::: Records

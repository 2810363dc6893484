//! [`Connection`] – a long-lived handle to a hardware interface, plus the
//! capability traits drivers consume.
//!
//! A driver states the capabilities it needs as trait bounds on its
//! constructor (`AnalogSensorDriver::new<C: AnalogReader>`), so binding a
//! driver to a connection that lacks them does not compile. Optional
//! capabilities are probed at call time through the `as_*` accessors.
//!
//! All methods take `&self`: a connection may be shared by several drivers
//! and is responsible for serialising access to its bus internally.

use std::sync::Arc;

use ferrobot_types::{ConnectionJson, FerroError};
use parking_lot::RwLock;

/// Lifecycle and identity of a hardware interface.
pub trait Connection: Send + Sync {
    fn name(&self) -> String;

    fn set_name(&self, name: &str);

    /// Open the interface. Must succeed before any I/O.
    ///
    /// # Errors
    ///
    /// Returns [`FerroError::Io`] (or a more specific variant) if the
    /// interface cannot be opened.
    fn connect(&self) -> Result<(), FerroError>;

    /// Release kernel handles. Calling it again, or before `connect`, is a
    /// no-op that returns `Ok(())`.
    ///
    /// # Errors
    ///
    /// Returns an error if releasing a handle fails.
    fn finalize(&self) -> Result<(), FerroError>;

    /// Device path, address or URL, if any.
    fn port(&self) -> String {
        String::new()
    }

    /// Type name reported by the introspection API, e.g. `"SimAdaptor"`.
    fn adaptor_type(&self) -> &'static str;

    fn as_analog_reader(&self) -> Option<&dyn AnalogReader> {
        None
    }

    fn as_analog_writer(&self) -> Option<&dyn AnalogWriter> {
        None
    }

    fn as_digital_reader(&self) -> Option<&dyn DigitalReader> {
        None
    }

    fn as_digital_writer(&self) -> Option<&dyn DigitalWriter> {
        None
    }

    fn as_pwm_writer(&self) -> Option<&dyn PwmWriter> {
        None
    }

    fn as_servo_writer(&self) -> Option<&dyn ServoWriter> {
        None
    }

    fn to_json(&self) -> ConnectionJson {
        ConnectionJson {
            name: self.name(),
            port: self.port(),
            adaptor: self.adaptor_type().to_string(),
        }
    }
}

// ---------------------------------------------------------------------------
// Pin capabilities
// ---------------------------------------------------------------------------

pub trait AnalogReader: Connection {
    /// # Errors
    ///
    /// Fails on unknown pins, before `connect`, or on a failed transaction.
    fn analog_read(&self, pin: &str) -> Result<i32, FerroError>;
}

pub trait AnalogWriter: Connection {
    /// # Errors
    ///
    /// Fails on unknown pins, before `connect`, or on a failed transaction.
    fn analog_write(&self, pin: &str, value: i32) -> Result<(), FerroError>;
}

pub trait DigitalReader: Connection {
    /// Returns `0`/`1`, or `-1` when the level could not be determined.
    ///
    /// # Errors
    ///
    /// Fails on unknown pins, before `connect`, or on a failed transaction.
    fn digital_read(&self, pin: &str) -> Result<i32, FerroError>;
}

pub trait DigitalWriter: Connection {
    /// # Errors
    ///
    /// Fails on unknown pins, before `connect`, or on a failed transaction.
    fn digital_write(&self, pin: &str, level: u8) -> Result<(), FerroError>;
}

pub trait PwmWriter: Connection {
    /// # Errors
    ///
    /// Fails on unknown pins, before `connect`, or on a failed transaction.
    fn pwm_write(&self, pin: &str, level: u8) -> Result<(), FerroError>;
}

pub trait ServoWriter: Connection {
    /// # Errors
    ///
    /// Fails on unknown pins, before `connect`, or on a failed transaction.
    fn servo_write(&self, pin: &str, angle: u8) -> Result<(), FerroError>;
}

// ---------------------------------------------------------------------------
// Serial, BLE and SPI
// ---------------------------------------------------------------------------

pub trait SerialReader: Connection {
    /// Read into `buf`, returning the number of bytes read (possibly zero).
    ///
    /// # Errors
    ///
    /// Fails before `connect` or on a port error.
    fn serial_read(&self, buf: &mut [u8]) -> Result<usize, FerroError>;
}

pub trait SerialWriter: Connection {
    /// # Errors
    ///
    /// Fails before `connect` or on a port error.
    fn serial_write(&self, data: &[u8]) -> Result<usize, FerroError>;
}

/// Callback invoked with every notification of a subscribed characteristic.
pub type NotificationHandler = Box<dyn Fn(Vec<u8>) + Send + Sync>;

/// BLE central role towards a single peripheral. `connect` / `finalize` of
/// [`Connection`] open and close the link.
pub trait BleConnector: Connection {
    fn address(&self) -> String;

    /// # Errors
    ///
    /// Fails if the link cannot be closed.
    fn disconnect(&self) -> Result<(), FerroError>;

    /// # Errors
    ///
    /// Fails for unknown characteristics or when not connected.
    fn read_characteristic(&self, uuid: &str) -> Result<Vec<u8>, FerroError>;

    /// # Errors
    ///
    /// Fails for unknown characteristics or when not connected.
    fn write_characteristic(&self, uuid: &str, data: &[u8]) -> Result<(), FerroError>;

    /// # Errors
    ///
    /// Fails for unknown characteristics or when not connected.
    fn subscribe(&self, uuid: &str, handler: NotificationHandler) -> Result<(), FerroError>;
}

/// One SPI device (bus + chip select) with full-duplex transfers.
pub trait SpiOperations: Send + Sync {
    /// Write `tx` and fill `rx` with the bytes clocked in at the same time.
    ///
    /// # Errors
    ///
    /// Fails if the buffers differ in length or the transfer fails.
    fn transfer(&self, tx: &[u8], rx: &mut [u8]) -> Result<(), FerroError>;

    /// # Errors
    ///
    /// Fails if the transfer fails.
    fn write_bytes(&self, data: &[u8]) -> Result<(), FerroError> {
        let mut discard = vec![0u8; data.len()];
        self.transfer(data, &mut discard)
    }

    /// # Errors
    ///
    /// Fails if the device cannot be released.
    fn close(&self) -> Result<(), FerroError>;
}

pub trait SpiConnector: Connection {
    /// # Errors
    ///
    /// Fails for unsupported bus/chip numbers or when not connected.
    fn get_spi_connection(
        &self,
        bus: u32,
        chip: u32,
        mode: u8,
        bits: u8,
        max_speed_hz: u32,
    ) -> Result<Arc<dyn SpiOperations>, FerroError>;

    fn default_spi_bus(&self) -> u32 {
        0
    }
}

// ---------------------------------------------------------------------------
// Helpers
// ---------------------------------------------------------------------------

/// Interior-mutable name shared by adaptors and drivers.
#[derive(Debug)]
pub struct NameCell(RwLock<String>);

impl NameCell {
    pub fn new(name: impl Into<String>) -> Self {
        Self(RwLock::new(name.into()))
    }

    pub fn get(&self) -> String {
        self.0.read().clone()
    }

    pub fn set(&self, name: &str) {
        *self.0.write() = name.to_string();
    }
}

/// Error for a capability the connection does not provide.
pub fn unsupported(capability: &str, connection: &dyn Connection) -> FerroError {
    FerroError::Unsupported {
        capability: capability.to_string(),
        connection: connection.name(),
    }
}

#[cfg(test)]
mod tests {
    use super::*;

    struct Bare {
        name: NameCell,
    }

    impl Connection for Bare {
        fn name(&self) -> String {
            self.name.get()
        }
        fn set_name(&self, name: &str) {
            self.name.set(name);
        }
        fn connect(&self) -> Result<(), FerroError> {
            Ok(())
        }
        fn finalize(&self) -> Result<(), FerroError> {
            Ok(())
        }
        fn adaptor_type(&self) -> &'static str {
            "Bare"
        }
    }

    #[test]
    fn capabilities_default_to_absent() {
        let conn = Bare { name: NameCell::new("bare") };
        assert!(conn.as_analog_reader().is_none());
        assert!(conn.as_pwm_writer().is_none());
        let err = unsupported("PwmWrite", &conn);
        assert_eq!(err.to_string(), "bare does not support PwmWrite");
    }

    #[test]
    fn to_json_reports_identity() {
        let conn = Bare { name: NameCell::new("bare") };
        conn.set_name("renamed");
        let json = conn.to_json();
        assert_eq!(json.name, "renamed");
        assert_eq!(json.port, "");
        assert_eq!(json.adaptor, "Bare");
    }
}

::::::

§ **Activity**
Retype every line of the listing above exactly as given.

§ **Output below**
repository 2810363dc6893484
//! [`Connection`] – a long-lived handle to a hardware interface, plus the
//! capability traits drivers consume.
//!
//! A driver states the capabilities it needs as trait bounds on its
//! constructor (`AnalogSensorDriver::new<C: AnalogReader>`), so binding a
//! driver to a connection that lacks them does not compile. Optional
//! capabilities are probed at call time through the `as_*` accessors.
//!
//! All methods take `&self`: a connection may be shared by several drivers
//! and is responsible for serialising access to its bus internally.

use std::sync::Arc;

use ferrobot_types::{ConnectionJson, FerroError};
use parking_lot::RwLock;

/// Lifecycle and identity of a hardware interface.
pub trait Connection: Send + Sync {
    fn name(&self) -> String;

    fn set_name(&self, name: &str);

    /// Open the interface. Must succeed before any I/O.
    ///
    /// # Errors
    ///
    /// Returns [`FerroError::Io`] (or a more specific variant) if the
    /// interface cannot be opened.
    fn connect(&self) -> Result<(), FerroError>;

    /// Release kernel handles. Calling it again, or before `connect`, is a
    /// no-op that returns `Ok(())`.
    ///
    /// # Errors
    ///
    /// Returns an error if releasing a handle fails.
    fn finalize(&self) -> Result<(), FerroError>;

    /// Device path, address or URL, if any.
    fn port(&self) -> String {
        String::new()
    }

    /// Type name reported by the introspection API, e.g. `"SimAdaptor"`.
    fn adaptor_type(&self) -> &'static str;

    fn as_analog_reader(&self) -> Option<&dyn AnalogReader> {
        None
    }

    fn as_analog_writer(&self) -> Option<&dyn AnalogWriter> {
        None
    }

    fn as_digital_reader(&self) -> Option<&dyn DigitalReader> {
        None
    }

    fn as_digital_writer(&self) -> Option<&dyn DigitalWriter> {
        None
    }

    fn as_pwm_writer(&self) -> Option<&dyn PwmWriter> {
        None
    }

    fn as_servo_writer(&self) -> Option<&dyn ServoWriter> {
        None
    }

    fn to_json(&self) -> ConnectionJson {
        ConnectionJson {
            name: self.name(),
            port: self.port(),
            adaptor: self.adaptor_type().to_string(),
        }
    }
}

// ---------------------------------------------------------------------------
// Pin capabilities
// ---------------------------------------------------------------------------

pub trait AnalogReader: Connection {
    /// # Errors
    ///
    /// Fails on unknown pins, before `connect`, or on a failed transaction.
    fn analog_read(&self, pin: &str) -> Result<i32, FerroError>;
}

pub trait AnalogWriter: Connection {
    /// # Errors
    ///
    /// Fails on unknown pins, before `connect`, or on a failed transaction.
    fn analog_write(&self, pin: &str, value: i32) -> Result<(), FerroError>;
}

pub trait DigitalReader: Connection {
    /// Returns `0`/`1`, or `-1` when the level could not be determined.
    ///
    /// # Errors
    ///
    /// Fails on unknown pins, before `connect`, or on a failed transaction.
    fn digital_read(&self, pin: &str) -> Result<i32, FerroError>;
}

pub trait DigitalWriter: Connection {
    /// # Errors
    ///
    /// Fails on unknown pins, before `connect`, or on a failed transaction.
    fn digital_write(&self, pin: &str, level: u8) -> Result<(), FerroError>;
}

pub trait PwmWriter: Connection {
    /// # Errors
    ///
    /// Fails on unknown pins, before `connect`, or on a failed transaction.
    fn pwm_write(&self, pin: &str, level: u8) -> Result<(), FerroError>;
}

pub trait ServoWriter: Connection {
    /// # Errors
    ///
    /// Fails on unknown pins, before `connect`, or on a failed transaction.
    fn servo_write(&self, pin: &str, angle: u8) -> Result<(), FerroError>;
}

// ---------------------------------------------------------------------------
// Serial, BLE and SPI
// ---------------------------------------------------------------------------

pub trait SerialReader: Connection {
    /// Read into `buf`, returning the number of bytes read (possibly zero).
    ///
    /// # Errors
    ///
    /// Fails before `connect` or on a port error.
    fn serial_read(&self, buf: &mut [u8]) -> Result<usize, FerroError>;
}

pub trait SerialWriter: Connection {
    /// # Errors
    ///
    /// Fails before `connect` or on a port error.
    fn serial_write(&self, data: &[u8]) -> Result<usize, FerroError>;
}

/// Callback invoked with every notification of a subscribed characteristic.
pub type NotificationHandler = Box<dyn Fn(Vec<u8>) + Send + Sync>;

/// BLE central role towards a single peripheral. `connect` / `finalize` of
/// [`Connection`] open and close the link.
pub trait BleConnector: Connection {
    fn address(&self) -> String;

    /// # Errors
    ///
    /// Fails if the link cannot be closed.
    fn disconnect(&self) -> Result<(), FerroError>;

    /// # Errors
    ///
    /// Fails for unknown characteristics or when not connected.
    fn read_characteristic(&self, uuid: &str) -> Result<Vec<u8>, FerroError>;

    /// # Errors
    ///
    /// Fails for unknown characteristics or when not connected.
    fn write_characteristic(&self, uuid: &str, data: &[u8]) -> Result<(), FerroError>;

    /// # Errors
    ///
    /// Fails for unknown characteristics or when not connected.
    fn subscribe(&self, uuid: &str, handler: NotificationHandler) -> Result<(), FerroError>;
}

/// One SPI device (bus + chip select) with full-duplex transfers.
pub trait SpiOperations: Send + Sync {
    /// Write `tx` and fill `rx` with the bytes clocked in at the same time.
    ///
    /// # Errors
    ///
    /// Fails if the buffers differ in length or the transfer fails.
    fn transfer(&self, tx: &[u8], rx: &mut [u8]) -> Result<(), FerroError>;

    /// # Errors
    ///
    /// Fails if the transfer fails.
    fn write_bytes(&self, data: &[u8]) -> Result<(), FerroError> {
        let mut discard = vec![0u8; data.len()];
        self.transfer(data, &mut discard)
    }

    /// # Errors
    ///
    /// Fails if the device cannot be released.
    fn close(&self) -> Result<(), FerroError>;
}

pub trait SpiConnector: Connection {
    /// # Errors
    ///
    /// Fails for unsupported bus/chip numbers or when not connected.
    fn get_spi_connection(
        &self,
        bus: u32,
        chip: u32,
        mode: u8,
        bits: u8,
        max_speed_hz: u32,
    ) -> Result<Arc<dyn SpiOperations>, FerroError>;

    fn default_spi_bus(&self) -> u32 {
        0
    }
}

// ---------------------------------------------------------------------------
// Helpers
// ---------------------------------------------------------------------------

/// Interior-mutable name shared by adaptors and drivers.
#[derive(Debug)]
pub struct NameCell(RwLock<String>);

impl NameCell {
    pub fn new(name: impl Into<String>) -> Self {
        Self(RwLock::new(name.into()))
    }

    pub fn get(&self) -> String {
        self.0.read().clone()
    }

    pub fn set(&self, name: &str) {
        *self.0.write() = name.to_string();
    }
}

/// Error for a capability the connection does not provide.
pub fn unsupported(capability: &str, connection: &dyn Connection) -> FerroError {
    FerroError::Unsupported {
        capability: capability.to_string(),
        connection: connection.name(),
    }
}

#[cfg(test)]
mod tests {
    use super::*;

    struct Bare {
        name: NameCell,
    }

    impl Connection for Bare {
        fn name(&self) -> String {
            self.name.get()
        }
        fn set_name(&self, name: &str) {
            self.name.set(name);
        }
        fn connect(&self) -> Result<(), FerroError> {
            Ok(())
        }
        fn finalize(&self) -> Result<(), FerroError> {
            Ok(())
        }
        fn adaptor_type(&self) -> &'static str {
            "Bare"
        }
    }

    #[test]
    fn capabilities_default_to_absent() {
        let conn = Bare { name: NameCell::new("bare") };
        assert!(conn.as_analog_reader().is_none());
        assert!(conn.as_pwm_writer().is_none());
        let err = unsupported("PwmWrite", &conn);
        assert_eq!(err.to_string(), "bare does not support PwmWrite");
    }

    #[test]
    fn to_json_reports_identity() {
        let conn = Bare { name: NameCell::new("bare") };
        conn.set_name("renamed");
        let json = conn.to_json();
        assert_eq!(json.name, "renamed");
        assert_eq!(json.port, "");
        assert_eq!(json.adaptor, "Bare");
    }
}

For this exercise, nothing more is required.